Posted by Deborah Grauzam on

I have been working with a 2, almost 3, year old patient for 10 months. He initially came to me with delayed speech -- one-syllable words with limited vocabulary and reduced intelligibility. He now uses 5-6 word sentences spontaneously, intelligibility has increased, he has added new speech sounds and errors are primarily /th/ and blends. We did a lot of oral strengthening as he was a drooler and that has improved. He had a very restricted lingual frenum, corrected in December. He also has an inferiorly attached upper labial frenum, which limits some range of motion in upper lip movement. My concern:   he continues to exhibit a suckle drinking pattern. We have introduced the straw program, but I can’t get past the first one because of the suckle.

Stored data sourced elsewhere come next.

//! HTTP plumbing shared by the remote providers.

use std::time::Duration;

use anyhow::Context;

use adaptutor_core::error::ProviderError;

pub(crate) const DEFAULT_TIMEOUT_SECS: u64 = 60;

/// Seconds to wait after a 429 with no usable `retry-after` header.
const DEFAULT_RETRY_AFTER_SECS: u64 = 5;

pub(crate) fn build_client() -> anyhow::Result<reqwest::Client> {
    reqwest::Client::builder()
        .timeout(Duration::from_secs(DEFAULT_TIMEOUT_SECS))
        .build()
        .context("failed to build HTTP client")
}

pub(crate) fn send_error(e: reqwest::Error) -> ProviderError {
    if e.is_timeout() {
        ProviderError::Timeout(DEFAULT_TIMEOUT_SECS)
    } else {
        ProviderError::NetworkError(e.to_string())
    }
}

/// Map non-success statuses onto `ProviderError`.
pub(crate) async fn check_status(
    response: reqwest::Response,
    model: &str,
) -> Result<reqwest::Response, ProviderError> {
    let status = response.status().as_u16();
    if status < 400 {
        return Ok(response);
    }

    if status == 429 {
        let retry_after = response
            .headers()
            .get("retry-after")
            .and_then(|v| v.to_str().ok())
            .and_then(|v| v.trim().parse::<u64>().ok())
            .unwrap_or(DEFAULT_RETRY_AFTER_SECS)
            * 1000;
        return Err(ProviderError::RateLimited {
            retry_after_ms: retry_after,
        });
    }

    let body = response.text().await.unwrap_or_default();
    Err(match status {
        401 | 403 => ProviderError::AuthenticationFailed(body),
        404 => ProviderError::ModelNotFound(model.to_string()),
        _ => ProviderError::ApiError {
            status,
            message: body,
        },
    })
}
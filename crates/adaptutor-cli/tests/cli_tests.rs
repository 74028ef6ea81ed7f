//! CLI integration tests using assert_cmd.
//!
//! No provider keys are set, so every run is served by the offline
//! provider and built-in questions.

use assert_cmd::Command;
use predicates::prelude::*;
use tempfile::TempDir;

fn adaptutor(dir: &TempDir) -> Command {
    #[allow(deprecated)]
    let mut cmd = Command::cargo_bin("adaptutor").unwrap();
    cmd.current_dir(dir.path())
        .env("HOME", dir.path())
        .env_remove("ADAPTUTOR_GEMINI_KEY")
        .env_remove("ADAPTUTOR_OPENAI_KEY")
        .env_remove("RUST_LOG")
        .arg("--data-dir")
        .arg(dir.path().join("data"));
    cmd
}

#[test]
fn questions_fall_back_without_a_provider() {
    let dir = TempDir::new().unwrap();

    adaptutor(&dir)
        .args(["questions", "--learner", "asha", "--grade", "3", "--subject", "math"])
        .assert()
        .success()
        .stdout(predicate::str::contains("\"source\": \"fallback\""))
        .stdout(predicate::str::contains("\"adaptedFrom\": \"initial assessment\""))
        .stdout(predicate::str::contains("\"difficultyTier\": \"beginner\""));
}

#[test]
fn full_round_updates_progress() {
    let dir = TempDir::new().unwrap();
    let round = dir.path().join("round.json");

    adaptutor(&dir)
        .args(["questions", "--learner", "asha", "--grade", "3", "--subject", "math", "--output"])
        .arg(&round)
        .assert()
        .success();
    assert!(round.exists());

    adaptutor(&dir)
        .args(["evaluate", "--learner", "asha", "--grade", "3", "--subject", "math", "--questions"])
        .arg(&round)
        .args([
            "--answer", "1=15",
            "--answer", "2=42",
            "--answer", "3=32 kg",
            "--answer", "4=10 rupees",
            "--answer", "5=4",
        ])
        .assert()
        .success()
        .stdout(predicate::str::contains("\"score\": 100"))
        .stdout(predicate::str::contains("\"currentTier\": \"advanced\""));

    adaptutor(&dir)
        .args(["progress", "--learner", "asha", "--subject", "math"])
        .assert()
        .success()
        .stdout(predicate::str::contains("level advanced"))
        .stdout(predicate::str::contains("1 round(s)"));

    adaptutor(&dir)
        .args(["questions", "--learner", "asha", "--grade", "3", "--subject", "math"])
        .assert()
        .success()
        .stdout(predicate::str::contains("\"adaptedFrom\": \"previous performance\""))
        .stdout(predicate::str::contains("\"difficultyTier\": \"advanced\""));
}

#[test]
fn evaluate_rejects_out_of_range_grade() {
    let dir = TempDir::new().unwrap();
    let round = dir.path().join("round.json");
    std::fs::write(
        &round,
        r#"[{"id": 1, "question": "Q", "options": ["a", "b"], "correctAnswer": "a", "topic": "T"}]"#,
    )
    .unwrap();

    adaptutor(&dir)
        .args(["evaluate", "--learner", "asha", "--grade", "13"])
        .args(["--subject", "math", "--questions"])
        .arg(&round)
        .assert()
        .failure()
        .stderr(predicate::str::contains("invalid input"));
}

#[test]
fn unknown_subject_is_rejected() {
    let dir = TempDir::new().unwrap();

    adaptutor(&dir)
        .args(["questions", "--learner", "asha", "--grade", "3", "--subject", "science"])
        .assert()
        .failure()
        .stderr(predicate::str::contains("unknown subject"));
}

#[test]
fn progress_for_new_learner() {
    let dir = TempDir::new().unwrap();

    adaptutor(&dir)
        .args(["progress", "--learner", "nobody"])
        .assert()
        .success()
        .stdout(predicate::str::contains("No progress recorded"));
}

#[test]
fn plan_falls_back_without_a_provider() {
    let dir = TempDir::new().unwrap();

    adaptutor(&dir)
        .args(["plan", "--learner", "asha", "--grade", "4", "--subject", "english"])
        .assert()
        .success()
        .stdout(predicate::str::contains("\"source\": \"fallback\""))
        .stdout(predicate::str::contains("English Practice Week"));
}

#[test]
fn init_creates_config() {
    let dir = TempDir::new().unwrap();

    adaptutor(&dir)
        .arg("init")
        .assert()
        .success()
        .stdout(predicate::str::contains("Created adaptutor.toml"));
    assert!(dir.path().join("adaptutor.toml").exists());

    adaptutor(&dir)
        .arg("init")
        .assert()
        .success()
        .stdout(predicate::str::contains("already exists"));

    adaptutor(&dir)
        .arg("list-models")
        .assert()
        .success()
        .stdout(predicate::str::contains("gemini-2.5-flash"));
}

#[test]
fn missing_config_file_is_an_error() {
    let dir = TempDir::new().unwrap();

    adaptutor(&dir)
        .args(["progress", "--learner", "asha", "--config", "nope.toml"])
        .assert()
        .failure()
        .stderr(predicate::str::contains("config file not found"));
}

#[test]
fn help_output() {
    let dir = TempDir::new().unwrap();

    adaptutor(&dir)
        .arg("--help")
        .assert()
        .success()
        .stdout(predicate::str::contains("questions"))
        .stdout(predicate::str::contains("evaluate"))
        .stdout(predicate::str::contains("progress"));
}
//! The `adaptutor evaluate` command.

use std::path::{Path, PathBuf};

use anyhow::{Context, Result};
use serde::Deserialize;

use adaptutor_core::engine::EvaluationSummary;
use adaptutor_core::model::{AnswerSet, Question, Subject};

use super::{build_engine, print_json, GlobalArgs};

/// Either a bare question array or a saved question set.
#[derive(Deserialize)]
#[serde(untagged)]
enum QuestionFile {
    Set { questions: Vec<Question> },
    List(Vec<Question>),
}

pub async fn execute(
    global: &GlobalArgs,
    learner: String,
    grade: u8,
    subject: Subject,
    questions_path: PathBuf,
    answers_path: Option<PathBuf>,
    answer_args: Vec<String>,
) -> Result<()> {
    let questions = read_questions(&questions_path)?;

    let mut answers = match &answers_path {
        Some(path) => read_answers(path)?,
        None => AnswerSet::new(),
    };
    for arg in &answer_args {
        let (id, option) = parse_answer_arg(arg)?;
        answers.insert(id, option);
    }

    let engine = build_engine(global, None, None)?;
    let summary = engine
        .evaluate_and_adapt(&learner, &questions, &answers, grade, subject)
        .await?;

    print_summary(&summary);
    print_json(&summary)
}

fn read_questions(path: &Path) -> Result<Vec<Question>> {
    let content = std::fs::read_to_string(path)
        .with_context(|| format!("failed to read questions: {}", path.display()))?;
    let file: QuestionFile = serde_json::from_str(&content)
        .with_context(|| format!("failed to parse questions: {}", path.display()))?;
    Ok(match file {
        QuestionFile::Set { questions } | QuestionFile::List(questions) => questions,
    })
}

fn read_answers(path: &Path) -> Result<AnswerSet> {
    let content = std::fs::read_to_string(path)
        .with_context(|| format!("failed to read answers: {}", path.display()))?;
    serde_json::from_str(&content)
        .with_context(|| format!("failed to parse answers: {}", path.display()))
}

fn parse_answer_arg(arg: &str) -> Result<(String, String)> {
    let (id, option) = arg
        .split_once('=')
        .with_context(|| format!("expected ID=OPTION, got '{arg}'"))?;
    anyhow::ensure!(!id.trim().is_empty(), "answer '{arg}' has an empty question id");
    Ok((id.trim().to_string(), option.to_string()))
}

fn print_summary(summary: &EvaluationSummary) {
    use comfy_table::{Cell, Table};

    let mut table = Table::new();
    table.set_header(vec!["Topic", "Correct", "Total", "Score"]);
    for (topic, tally) in &summary.topic_breakdown {
        table.add_row(vec![
            Cell::new(topic),
            Cell::new(tally.correct),
            Cell::new(tally.total),
            Cell::new(format!("{:.0}%", tally.percentage())),
        ]);
    }

    eprintln!("\n{table}");
    eprintln!(
        "Score: {}% ({}/{}), next level: {}",
        summary.score, summary.correct_answers, summary.total_questions, summary.current_tier
    );
    eprintln!("{}", summary.encouragement.english);
}

#[cfg(test)]
mod tests {
    use super::*;

    #[test]
    fn answer_args() {
        assert_eq!(
            parse_answer_arg("3=32 kg").unwrap(),
            ("3".to_string(), "32 kg".to_string())
        );
        assert_eq!(
            parse_answer_arg("q1=a=b").unwrap(),
            ("q1".to_string(), "a=b".to_string())
        );
        assert!(parse_answer_arg("no-separator").is_err());
        assert!(parse_answer_arg("=x").is_err());
    }

    #[test]
    fn question_file_shapes() {
        let question = r#"{"id": 1, "question": "Q", "options": ["a", "b"], "correctAnswer": "a", "topic": "T"}"#;

        let set: QuestionFile =
            serde_json::from_str(&format!(r#"{{"questions": [{question}], "source": "fallback"}}"#))
                .unwrap();
        assert!(matches!(set, QuestionFile::Set { questions } if questions[0].id == "1"));

        let list: QuestionFile = serde_json::from_str(&format!("[{question}]")).unwrap();
        assert!(matches!(list, QuestionFile::List(questions) if questions.len() == 1));
    }
}
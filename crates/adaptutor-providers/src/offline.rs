//! Provider for deployments with no generation backend.
//!
//! Every call fails with a permanent `NotConfigured` error, so the engine
//! serves built-in content without retrying.

use async_trait::async_trait;

use adaptutor_core::error::ProviderError;
use adaptutor_core::traits::{GenerateRequest, GenerateResponse, LlmProvider, ModelInfo};

pub struct OfflineProvider {
    reason: String,
}

impl OfflineProvider {
    pub fn new(reason: impl Into<String>) -> Self {
        Self {
            reason: reason.into(),
        }
    }
}

impl Default for OfflineProvider {
    fn default() -> Self {
        Self::new("no generation provider configured")
    }
}

#[async_trait]
impl LlmProvider for OfflineProvider {
    fn name(&self) -> &str {
        "offline"
    }

    async fn generate(&self, _request: &GenerateRequest) -> anyhow::Result<GenerateResponse> {
        Err(ProviderError::NotConfigured(self.reason.clone()).into())
    }

    fn available_models(&self) -> Vec<ModelInfo> {
        vec![]
    }
}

Is he too young? Should that improve with the increased range of motion now that he's had the lingual frenectomy? He is at a good point with language and articulation, so I was wondering if there is something I can do to make a difference?

Tongue thrusting should be fully remediated by 24 to 36 months, so suckling at this age is atypical. I would refer the patient to an oral surgeon or ENT to seek medical advice on the frenums. It sounds to me like there may be a structural issue.

Sara Rosenfeld-Johnson wrote an article titled, “Effective Exercises for a Short Frenum,” on how to stretch the frenum (sublingual) with the use of bite blocks which I would recommend you read. See if you can get the client to touch the upper back molar with the tongue tip. If not, you can try Sara's exercises. I do this often to prove that therapy alone may not work. Sometimes you can stretch it, but it depends on length, color and location.